Mechanism of hydrogen formation during the corrosion of Mg17Al12

Previous investigations (DFT calculations) showed that hydrogen atoms adsorption and H-2 desorption can occur on MgO and Al2O3 and that H atoms can diffuse on Mg and Al surfaces. However, these three simultaneous actions, i.e. H adsorption, H diffusion and H-2 desorption, have not been experimentally proved. In this paper, we propose a mechanism of formation of H-2 during the corrosion of an intermetallic compound Mg17Al12 in 3.5 wt. % NaCl aqueous solution based on in situ Raman spectroscopy analysis. We found that, through the passivation zone (e.g.

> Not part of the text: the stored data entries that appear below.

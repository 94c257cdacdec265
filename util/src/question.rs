//! # Question Model
//!
//! Shared data model for questions and their answer keys. These types mirror the
//! JSON stored by the authoring service: a question carries its type, display
//! text, and type-specific config; the answer key carries the raw author-entered
//! patterns and the case-sensitivity flag for text grading.
//!
//! The grading engine only ever reads these types. Answer keys are created and
//! edited by the authoring flow; the engine never mutates them.

use serde::{Deserialize, Serialize};

/// The closed set of question types the engine can grade.
///
/// Wire names match the `question_type` strings stored by the authoring
/// service (`multiple_choice`, `fill_in_blank`, ...). Adding a variant here is
/// a compile-checked obligation to add a strategy branch in the grader.
#[derive(Debug, Clone, Copy, PartialEq, Eq, Hash, Serialize, Deserialize)]
#[serde(rename_all = "snake_case")]
pub enum QuestionType {
    MultipleChoice,
    FillInBlank,
    Matching,
    HeadingMatching,
    TrueFalseNotGiven,
    YesNoNotGiven,
}

/// Type-specific question configuration.
///
/// - `options`: the ordered option list for choice and matching types. Option
///   letters (A, B, C, ...) and heading numerals (i, ii, iii, ...) are assigned
///   by position in this list, so reordering options changes what a stored
///   designator means.
/// - `blanks`: fill-in-blank only. Absent or `1` means one blank whose answer
///   entries are alternative phrasings; `n > 1` means `n` sequential blanks
///   with one answer entry per blank, in order.
#[derive(Debug, Clone, Default, PartialEq, Eq, Serialize, Deserialize)]
pub struct QuestionConfig {
    #[serde(default)]
    pub options: Vec<String>,
    #[serde(default, skip_serializing_if = "Option::is_none")]
    pub blanks: Option<u32>,
}

impl QuestionConfig {
    /// Letter assigned to the option at `index` (A for 0, B for 1, ...).
    ///
    /// Returns `None` when the index has no option or falls outside A..Z.
    pub fn letter_for(&self, index: usize) -> Option<char> {
        if index < self.options.len() && index < 26 {
            Some((b'A' + index as u8) as char)
        } else {
            None
        }
    }

    /// Resolve a single-letter designator token back to its option index.
    ///
    /// Case-insensitive on the letter itself. Returns `None` for tokens that
    /// are not a single ASCII letter or whose letter has no option.
    pub fn letter_index(&self, token: &str) -> Option<usize> {
        let trimmed = token.trim();
        let mut chars = trimmed.chars();
        let first = chars.next()?;
        if chars.next().is_some() {
            return None;
        }
        let letter = first.to_ascii_uppercase();
        if !letter.is_ascii_uppercase() {
            return None;
        }
        let index = (letter as u8 - b'A') as usize;
        if index < self.options.len() {
            Some(index)
        } else {
            None
        }
    }

    /// Number of blanks this question expects (at least 1).
    pub fn blank_count(&self) -> usize {
        self.blanks.map(|b| b.max(1) as usize).unwrap_or(1)
    }
}

/// One question as stored by the authoring service.
#[derive(Debug, Clone, PartialEq, Serialize, Deserialize)]
pub struct Question {
    pub id: i64,
    pub question_type: QuestionType,
    pub question_text: String,
    #[serde(default)]
    pub config: QuestionConfig,
    /// Position of this question within its group (0-based, matches index).
    pub order: i32,
}

/// The answer key owned 1:1 by a question.
///
/// `correct_answers` holds raw author-entered pattern strings. Each entry may
/// itself contain optional-segment or `[OR]` grammar; entries in the list are
/// independent alternatives (or, for multi-blank questions, one entry per
/// blank in order). A persisted answer key is never empty; an empty list is a
/// data-entry error the grader rejects before compiling anything.
#[derive(Debug, Clone, PartialEq, Serialize, Deserialize)]
pub struct Answer {
    pub correct_answers: Vec<String>,
    pub case_sensitive: bool,
}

E varying from the open circuit potential (OCP) to +100 mV/OCP), the oxide layer is destroyed in favor of the appearance of Mg and H atoms. Moreover, the formed H atoms are adsorbed on the oxide surface and then diffuse on either the oxide surface or the unreacted metal surface where they recombine forming H-2. In situ Raman measurements during anodic polarization experimentally prove, for the first time, the formation of a reaction intermediate which weakens the H-H bond. The obtained results explain the mechanism of hydrogen production under anodic polarization of the intermetallic compound at normal conditions of temperature and pressure.